Rebel is one of the engines that CA supports through its "external" analysis facility. And since Ed Schroeder has recently released a free beta version of Rebel 12, I thought it would be appropriate to go over the procedure for getting CA to work with Rebel.
Getting Rebel and CA configured
The first step in the process is to go download the free beta version of Rebel 12. After you've unzipped the install archive, execute the file called "install". You will be prompted for a directory on your hard drive, with the default being c:\rebel12. Install Rebel wherever you want, but remember the location you used.
Then you want to start CA, and select the "Engines setup" entry under "Tools". Then click on the "Add" button near the bottom of the engines setup dialog box. You'll then be presented with a window that looks something like the screen shot to the right. What you will want to do is fill in the entries in the box with (1) the name of the engine (Rebel 12), (2) the engine type (Rebel 10), and (3) the appropriate location and executable name for rebel 12 (c:\REBEL12\REBEL.exe in this instance).Ok, now you're all set to go.
External engines are supported only through some of the older analysis functions in CA. So that means that you cannot use Rebel for things like interactive analysis or analysis by time or level. However, there is nothing stopping you from getting analysis on a specific position.

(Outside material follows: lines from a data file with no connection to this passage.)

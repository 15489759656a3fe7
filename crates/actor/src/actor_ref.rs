use std::any::Any;
use std::fmt;
use std::hash::{Hash, Hasher};
use std::sync::Arc;
use std::time::Duration;

use crate::ask::PromiseSlot;
use crate::cell::ActorCell;
use crate::dead_letters::DeadLetterReason;
use crate::message::{Envelope, SystemSignal};
use crate::{ActorError, ActorId, ActorPath, AskError, DeadLetterOffice, Message, Termination};

#[derive(Clone)]
enum RefInner {
	Local(Arc<ActorCell>),
	Promise(Arc<PromiseSlot>),
	DeadLetters(Arc<DeadLetterOffice>),
}

/// Shareable handle addressing one actor.
///
/// Equality and hashing follow the actor's [`ActorId`], so a handle to a
/// terminated actor never equals a handle to a newer actor at the same path.
#[derive(Clone)]
pub struct ActorRef {
	inner: RefInner,
}

impl ActorRef {
	pub(crate) fn local(cell: Arc<ActorCell>) -> Self {
		Self {
			inner: RefInner::Local(cell),
		}
	}

	pub(crate) fn promise(slot: Arc<PromiseSlot>) -> Self {
		Self {
			inner: RefInner::Promise(slot),
		}
	}

	pub(crate) fn dead_letters(office: Arc<DeadLetterOffice>) -> Self {
		Self {
			inner: RefInner::DeadLetters(office),
		}
	}

	/// Actor identity.
	pub fn id(&self) -> &ActorId {
		match &self.inner {
			RefInner::Local(cell) => cell.id(),
			RefInner::Promise(slot) => slot.id(),
			RefInner::DeadLetters(office) => office.id(),
		}
	}

	/// Actor path.
	pub fn path(&self) -> &ActorPath {
		self.id().path()
	}

	/// Fire-and-forget send.
	///
	/// Never fails: messages to a terminated actor are recorded as dead letters.
	pub fn tell<T: Any + Send>(&self, msg: T, sender: Option<&ActorRef>) {
		self.tell_message(Message::new(msg), sender.cloned());
	}

	/// Fire-and-forget send of an already wrapped message.
	pub fn tell_message(&self, message: Message, sender: Option<ActorRef>) {
		self.deliver(Envelope::new(message, sender));
	}

	pub(crate) fn deliver(&self, envelope: Envelope) {
		match &self.inner {
			RefInner::Local(cell) => cell.send_user(envelope),
			RefInner::Promise(slot) => slot.complete_from(envelope),
			RefInner::DeadLetters(office) => office.record_envelope(office.id().path(), envelope, DeadLetterReason::NoSender),
		}
	}

	/// Request/response with a deadline. See [`crate::ask`].
	pub async fn ask<R, T>(&self, msg: T, timeout: Duration) -> Result<R, AskError>
	where
		R: Any + Send,
		T: Any + Send,
	{
		crate::ask(self, msg, timeout).await
	}

	/// Requests a graceful stop: the current message finishes, queued
	/// messages become dead letters.
	pub fn stop(&self) {
		if let RefInner::Local(cell) = &self.inner {
			cell.send_system(SystemSignal::Stop);
		}
	}

	/// Requests forced termination, recorded as abnormal. Asks queued
	/// behind the kill fail immediately.
	pub fn kill(&self) {
		if let RefInner::Local(cell) = &self.inner {
			cell.send_system(SystemSignal::Kill);
		}
	}

	/// Returns true once the actor has fully terminated.
	pub fn is_terminated(&self) -> bool {
		match &self.inner {
			RefInner::Local(cell) => cell.is_terminated(),
			RefInner::Promise(slot) => slot.is_resolved(),
			RefInner::DeadLetters(_) => false,
		}
	}

	/// Waits until the actor has terminated and reports how.
	///
	/// Ask reply refs report [`Termination::Stopped`] immediately; the
	/// dead-letters pseudo-actor never terminates.
	pub async fn terminated(&self) -> Termination {
		match &self.inner {
			RefInner::Local(cell) => cell.terminated().await,
			RefInner::Promise(_) => Termination::Stopped,
			RefInner::DeadLetters(_) => std::future::pending().await,
		}
	}

	/// Returns the actor's termination if it has already terminated.
	pub fn termination(&self) -> Option<Termination> {
		match &self.inner {
			RefInner::Local(cell) => cell.termination(),
			_ => None,
		}
	}

	pub(crate) fn cell(&self) -> Option<&Arc<ActorCell>> {
		match &self.inner {
			RefInner::Local(cell) => Some(cell),
			_ => None,
		}
	}

	pub(crate) fn dead_letter_office(&self) -> Arc<DeadLetterOffice> {
		match &self.inner {
			RefInner::Local(cell) => cell.dead_letter_office(),
			RefInner::Promise(slot) => slot.dead_letter_office(),
			RefInner::DeadLetters(office) => Arc::clone(office),
		}
	}

	/// Fails a pending ask behind this ref because its target terminated.
	pub(crate) fn notify_target_terminated(&self) {
		if let RefInner::Promise(slot) = &self.inner {
			slot.fail_terminated();
		}
	}

	/// Fails a pending ask behind this ref with a handler error.
	pub(crate) fn fail_pending_ask(&self, cause: &ActorError) {
		if let RefInner::Promise(slot) = &self.inner {
			slot.fail(cause.clone());
		}
	}
}

impl PartialEq for ActorRef {
	fn eq(&self, other: &Self) -> bool {
		self.id() == other.id()
	}
}

impl Eq for ActorRef {}

impl Hash for ActorRef {
	fn hash<H: Hasher>(&self, state: &mut H) {
		self.id().hash(state);
	}
}

impl fmt::Debug for ActorRef {
	fn fmt(&self, f: &mut fmt::Formatter<'_>) -> fmt::Result {
		write!(f, "ActorRef({})", self.id())
	}
}

impl fmt::Display for ActorRef {
	fn fmt(&self, f: &mut fmt::Formatter<'_>) -> fmt::Result {
		fmt::Display::fmt(self.path(), f)
	}
}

To invoke the rebel engine, go up to the engine button bar, and click on the button shown in the screenshot to the right. Then select "Standard" from the pull-down menu. You will then be presented with a dialog box with a pull-down menu for the various installed chess engines near the bottom of the dialog. Select Rebel 12 from the list.

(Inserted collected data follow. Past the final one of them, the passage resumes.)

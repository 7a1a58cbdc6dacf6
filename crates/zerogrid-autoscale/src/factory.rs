//! The external collaborator that provisions compute.

use async_trait::async_trait;

use zerogrid_core::{Instance, ServiceDefinition};

/// Creates, destroys, and health-checks instances for a service.
///
/// Implementations own the actual compute (containers, VMs, leased
/// endpoints); the autoscaler only sees the resulting `Instance` records.
#[async_trait]
pub trait InstanceFactory: Send + Sync {
    /// Provision an instance and wait for it to pass its health check.
    ///
    /// Returns an instance in `Running` state, or in `Error` state when
    /// the health check timed out. Hard failures are returned as `Err`.
    async fn create(&self, service: &ServiceDefinition) -> anyhow::Result<Instance>;

    /// Tear down an instance. Called once its connections have drained.
    async fn destroy(&self, instance: &Instance) -> anyhow::Result<()>;

    /// One-shot liveness check of a running instance.
    async fn health_check(&self, instance: &Instance) -> bool;
}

Rebel will then start up in a DOS window. When it starts, go to the "Levels" menu, and select "Analysis". The Rebel engine should then start analyzing the position that was on the board in CA. When you feel it is proper, enter the first few moves of the variation that rebel presents to you. Then click on the small "x" in the upper left hand corner of the screen. Rebel will close, and you will be taken back to CA. There will be a dialog box on screen where you can determine whether to insert the analysis into the current game.

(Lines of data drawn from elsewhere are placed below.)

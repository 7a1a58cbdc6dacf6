//! Forwarding a request to the instance chosen by the dispatcher.

use std::time::Duration;

use anyhow::Context;
use async_trait::async_trait;
use http::header::{self, HeaderMap, HeaderName, HeaderValue};
use http_body_util::{BodyExt, Full};
use hyper_util::rt::TokioIo;
use tokio::net::TcpStream;
use tracing::debug;

use zerogrid_core::{Instance, UpstreamRequest, UpstreamResponse};

/// Delivers a request to one instance.
///
/// `Err` means the instance could not serve the request at all
/// (connection refused, reset, malformed response); it counts against
/// the instance's circuit. Any HTTP response, including 5xx, is `Ok`.
#[async_trait]
pub trait Upstream: Send + Sync {
    async fn forward(
        &self,
        instance: &Instance,
        request: &UpstreamRequest,
    ) -> anyhow::Result<UpstreamResponse>;
}

/// HTTP/1.1 forwarder opening one connection per request.
#[derive(Debug, Clone)]
pub struct HttpUpstream {
    connect_timeout: Duration,
}

impl HttpUpstream {
    pub fn new(connect_timeout: Duration) -> Self {
        Self { connect_timeout }
    }
}

impl Default for HttpUpstream {
    fn default() -> Self {
        Self::new(Duration::from_secs(5))
    }
}

#[async_trait]
impl Upstream for HttpUpstream {
    async fn forward(
        &self,
        instance: &Instance,
        request: &UpstreamRequest,
    ) -> anyhow::Result<UpstreamResponse> {
        let address = instance.endpoint.as_str();
        let stream = tokio::time::timeout(self.connect_timeout, TcpStream::connect(address))
            .await
            .with_context(|| format!("connect to {address} timed out"))?
            .with_context(|| format!("connect to {address}"))?;

        let io = TokioIo::new(stream);
        let (mut sender, conn) = hyper::client::conn::http1::handshake(io)
            .await
            .with_context(|| format!("http handshake with {address}"))?;

        // Drive the connection in the background.
        let endpoint = address.to_string();
        tokio::spawn(async move {
            if let Err(e) = conn.await {
                debug!(%endpoint, error = %e, "upstream connection closed with error");
            }
        });

        let path = if request.path_and_query.is_empty() {
            "/"
        } else {
            request.path_and_query.as_str()
        };
        let mut req = http::Request::builder()
            .method(request.method.clone())
            .uri(path)
            .body(Full::new(request.body.clone()))
            .context("build upstream request")?;

        let headers = req.headers_mut();
        copy_end_to_end(&request.headers, headers);
        headers.insert(
            header::HOST,
            HeaderValue::from_str(address).context("endpoint is not a valid host header")?,
        );

        let resp = sender
            .send_request(req)
            .await
            .with_context(|| format!("send request to {address}"))?;
        let (parts, body) = resp.into_parts();
        let body = body
            .collect()
            .await
            .with_context(|| format!("read response body from {address}"))?
            .to_bytes();

        let mut headers = HeaderMap::new();
        copy_end_to_end(&parts.headers, &mut headers);

        Ok(UpstreamResponse {
            status: parts.status,
            headers,
            body,
        })
    }
}

/// Headers that describe a single connection and must not be forwarded.
fn is_hop_by_hop(name: &HeaderName) -> bool {
    matches!(
        name.as_str(),
        "connection"
            | "keep-alive"
            | "proxy-connection"
            | "proxy-authenticate"
            | "proxy-authorization"
            | "te"
            | "trailer"
            | "transfer-encoding"
            | "upgrade"
            | "host"
    )
}

fn copy_end_to_end(from: &HeaderMap, to: &mut HeaderMap) {
    for (name, value) in from {
        if !is_hop_by_hop(name) {
            to.append(name.clone(), value.clone());
        }
    }
}

#[cfg(test)]
mod tests {
    use super::*;
    use axum::Router;
    use axum::routing::{get, post};
    use bytes::Bytes;
    use http::{Method, StatusCode};

    async fn serve(app: Router) -> String {
        let listener = tokio::net::TcpListener::bind("127.0.0.1:0").await.unwrap();
        let addr = listener.local_addr().unwrap();
        tokio::spawn(async move {
            axum::serve(listener, app).await.unwrap();
        });
        addr.to_string()
    }

    fn instance(endpoint: &str) -> Instance {
        Instance::new("i-1", "api", endpoint)
    }

    #[tokio::test]
    async fn forwards_method_path_headers_and_body() {
        let app = Router::new()
            .route(
                "/echo",
                post(|headers: HeaderMap, body: Bytes| async move {
                    let tag = headers
                        .get("x-tag")
                        .and_then(|v| v.to_str().ok())
                        .unwrap_or("")
                        .to_string();
                    (StatusCode::CREATED, [("x-echo-tag", tag)], body)
                }),
            )
            .route("/missing", get(|| async { StatusCode::NOT_FOUND }));
        let endpoint = serve(app).await;
        let upstream = HttpUpstream::default();

        let mut request = UpstreamRequest::new(Method::POST, "/echo").with_body("payload");
        request
            .headers
            .insert("x-tag", HeaderValue::from_static("blue"));
        request
            .headers
            .insert(header::CONNECTION, HeaderValue::from_static("close"));

        let resp = upstream.forward(&instance(&endpoint), &request).await.unwrap();
        assert_eq!(resp.status, StatusCode::CREATED);
        assert_eq!(resp.body, Bytes::from_static(b"payload"));
        assert_eq!(resp.headers.get("x-echo-tag").unwrap(), "blue");

        let resp = upstream
            .forward(&instance(&endpoint), &UpstreamRequest::get("/missing"))
            .await
            .unwrap();
        assert_eq!(resp.status, StatusCode::NOT_FOUND);
    }

    #[tokio::test]
    async fn connection_refused_is_an_error() {
        // Bind then drop to get a port nothing listens on.
        let listener = tokio::net::TcpListener::bind("127.0.0.1:0").await.unwrap();
        let addr = listener.local_addr().unwrap().to_string();
        drop(listener);

        let result = HttpUpstream::default()
            .forward(&instance(&addr), &UpstreamRequest::get("/"))
            .await;
        assert!(result.is_err());
    }

    #[test]
    fn hop_by_hop_headers_filtered() {
        let mut from = HeaderMap::new();
        from.insert(header::CONNECTION, HeaderValue::from_static("keep-alive"));
        from.insert(header::TRANSFER_ENCODING, HeaderValue::from_static("chunked"));
        from.insert(header::CONTENT_TYPE, HeaderValue::from_static("text/plain"));

        let mut to = HeaderMap::new();
        copy_end_to_end(&from, &mut to);
        assert_eq!(to.len(), 1);
        assert!(to.contains_key(header::CONTENT_TYPE));
    }
}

Another way to set things up
This can be done by repeating the setup procedure that I outlined earlier, with a slight change. Instead of choosing Rebel 10 as the engine type, you want to select "Generic EPD" instead. If you want, give it a name of Rebel 12 EPD, and use EPD as the subdirectory to store the positions in. Using the generic EPD setup option also allows you analyze collections of positions that you mark in CA. These will be written to an EPD file, which will be written in Rebel's EPD directory.
Ok, here's the analysis procedure in a nutshell. First, mark a few positions in a game for analysis purposes (use the F12 key). Then click on the button called "Analyze marked positions" in the engine toolbar (it has a big question mark on it, but is to the right of the button used for analysis of single positions). Then, in the resulting dialog box, select the Rebel 12 EPD engine.
Once Rebel 12 starts, you will need to select "Analyze EPD file" from the "Extras" menu. Then, navigate to the EPD subdirectory in the Rebel 12 folder. Then select the file called CA000.EPD. You will then be asked for an analysis time - put in the time you want the engine to take on each position.
The analysis will start. When it is completed, you will have to close Rebel using the "x" in the upper left hand corner of the screen. You will then be taken back to CA, and you can select which variations to insert. While I will agree that this procedure is not totally automatic, CA is the only program that even has this kind of support for older engines.
The new Rebel 12 engine can be used within CA, using its support for legacy chess engines. I outlined two methods for using the Rebel engine under CA. The latter procedure, in which Rebel is configured as an EPD processor, is also useful for many other chess engines as well.